Проститься со мной собрались местные девушки. Я сфотографировался с ними на память своим «Кодаком». Все просили выслать фото. Я обещал, хотя наперед знал, что этого не сделаю.
Кучинский и я, с согласия Сорокина, решили поехать в отпуск в Советский Союз, а потом вернуться в Австрию. А вот четырем нашим командирам взводов было не до отпуска. Выяснилось, что Живайкин уже много дней лечит их от венерических заболеваний — больных до выздоровления в Советский Союз не пускали.
Сели за стол, наполнили бокалы вином, хотя офицерам из-за болезни пить было нельзя. Но мы ведь прощались навсегда! Сорокин поднял бокал, произнес тост. Все встали.
— А черт с ним, на прощанье можно! Выпьем, друзья, — сказал кто-то из взводных.
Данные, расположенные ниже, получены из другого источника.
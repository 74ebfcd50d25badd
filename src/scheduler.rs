// src/scheduler.rs

use crate::error::{panic_message, MinerError};
use crate::model::{SampledCommit, Summary};
use crate::task::CommitTask;
use indicatif::{ParallelProgressIterator, ProgressBar};
use rayon::prelude::*;
use rayon::{ThreadPool, ThreadPoolBuilder};
use std::panic::{self, AssertUnwindSafe};
use std::time::{Duration, Instant};
use tracing::{error, info};

/// Runs commit tasks on a bounded worker pool.
pub struct Traversal<'a> {
    task: &'a CommitTask<'a>,
    pool: ThreadPool,
    progress: ProgressBar,
}

impl<'a> Traversal<'a> {
    /// `workers` bounds both in-flight commits and per-file analyses.
    pub fn new(task: &'a CommitTask<'a>, workers: usize) -> Result<Self, MinerError> {
        let pool = ThreadPoolBuilder::new()
            .num_threads(workers.max(1))
            .thread_name(|i| format!("js-miner-worker-{i}"))
            .build()?;
        Ok(Self {
            task,
            pool,
            progress: ProgressBar::hidden(),
        })
    }

    pub fn with_progress(mut self, progress: ProgressBar) -> Self {
        self.progress = progress;
        self
    }

    /// One summary per sample, in no particular order. Blocks until every
    /// task has finished.
    pub fn traverse(&self, samples: &[SampledCommit]) -> Vec<Summary> {
        let project = self.task.project();
        info!(project = %project, groups = samples.len(), "traversing sampled commits");

        self.progress.set_length(samples.len() as u64);
        self.progress.set_message(format!("{project}: analyzing commits"));

        let started = Instant::now();
        let summaries: Vec<Summary> = self.pool.install(|| {
            samples
                .par_iter()
                .progress_with(self.progress.clone())
                .map(|commit| self.run_isolated(commit))
                .collect()
        });
        self.progress.finish_with_message(format!("{project}: done"));

        info!(
            project = %project,
            average = ?average(started.elapsed(), samples.len()),
            "finished traversal"
        );
        summaries
    }

    fn run_isolated(&self, commit: &SampledCommit) -> Summary {
        panic::catch_unwind(AssertUnwindSafe(|| self.task.run(commit))).unwrap_or_else(|payload| {
            let message = panic_message(payload.as_ref());
            error!(project = %self.task.project(), revision = %commit.hash(), "commit task crashed: {message}");
            Summary::failed(self.task.project(), commit, format!("analysis crashed: {message}"))
        })
    }
}

fn average(total: Duration, n: usize) -> Duration {
    match u32::try_from(n) {
        Ok(0) | Err(_) => total,
        Ok(n) => total / n,
    }
}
Зазвенели бокалы, и я начал заглатывать, загоняя в себя насильно, вино. Надо! Прощание на всю жизнь!
Каждый говорил тост, пили все, и Наташа, и Котя. Офицеры захмелели, начали плакать, как дети, сетуя на свою судьбу, на болезнь. Даже разлуку отметить нельзя по-людски!
Настало время прощаться. Офицеры полезли целоваться, но ведь… И жалко, и страшно к ним даже прикасаться. Все пьяные, и меня мутило то ли от вина, то ли от их поцелуев. А вот с Живайкиным прощались сердечно. Прощай, Ваня, друг мой фронтовой. Счастья тебе!
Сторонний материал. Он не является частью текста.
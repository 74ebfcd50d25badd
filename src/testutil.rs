// src/testutil.rs

use anyhow::Result;
use chrono::{DateTime, Duration, TimeZone, Utc};
use git2::{Oid, Repository, Signature, Time};
use std::path::Path;
use tempfile::TempDir;

/// Midnight UTC of 2021-01-01 plus `n` days
pub fn day(n: i64) -> DateTime<Utc> {
    Utc.with_ymd_and_hms(2021, 1, 1, 0, 0, 0).unwrap() + Duration::days(n)
}

/// A throwaway git repository with commits at controlled author times.
pub struct FixtureRepo {
    _dir: Option<TempDir>,
    pub repo: Repository,
}

impl FixtureRepo {
    pub fn new() -> Result<Self> {
        let dir = tempfile::tempdir()?;
        let repo = Repository::init(dir.path())?;
        Ok(Self { _dir: Some(dir), repo })
    }

    /// Repository at `<parent>/<name>`; `parent` owns the cleanup.
    pub fn named(parent: &Path, name: &str) -> Result<Self> {
        let target = parent.join(name);
        std::fs::create_dir_all(&target)?;
        let repo = Repository::init(&target)?;
        Ok(Self { _dir: None, repo })
    }

    pub fn path(&self) -> &Path {
        self.repo.workdir().unwrap_or_else(|| self.repo.path())
    }

    /// Write `files`, stage them and commit on top of HEAD.
    pub fn commit(&self, files: &[(&str, &str)], when: DateTime<Utc>) -> Result<Oid> {
        let mut index = self.repo.index()?;
        for (name, contents) in files {
            let path = self.path().join(name);
            if let Some(parent) = path.parent() {
                std::fs::create_dir_all(parent)?;
            }
            std::fs::write(&path, contents)?;
            index.add_path(Path::new(name))?;
        }
        index.write()?;
        let tree = self.repo.find_tree(index.write_tree()?)?;

        let sig = Signature::new("Test User", "test@example.com", &Time::new(when.timestamp(), 0))?;
        let parent = self.repo.head().ok().and_then(|h| h.peel_to_commit().ok());
        let parents: Vec<_> = parent.iter().collect();
        let oid = self
            .repo
            .commit(Some("HEAD"), &sig, &sig, "fixture commit", &tree, &parents)?;
        Ok(oid)
    }
}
Сорокин, Кучинский, я, Наташа и Котя в трофейном «виллисе» поехали на железнодорожную станцию. Сорокин, проводив нас четверых, должен был забрать штабную документацию, штампы, печати и ехать в штаб армии.
На станции было столпотворение. Из всех частей провожали демобилизованных, отпускников, командированных. Патруль проверил у нас документы и указал на товарный поезд. У меня был тяжелый чемодан с какими-то железками и тряпьем, вещмешок с едой, мылом, личными вещами, скатка шинели. За мелкокалиберкой и ящиком с патронами я хотел вернуться позже. Но когда, оставив в вагоне свои вещи под присмотром Кучинского, я пришел с Сорокиным на привокзальную площадь, «виллис» мы не нашли. Шофер, реабилитированный штрафник, угнал машину вместе с вещами Сорокина. Так пропала моя винтовка. Правда, при въезде в Советский Союз ее все равно бы изъяли, но поведение шофера было ошеломляющим. Это смахивало и на дезертирство, и на воровство.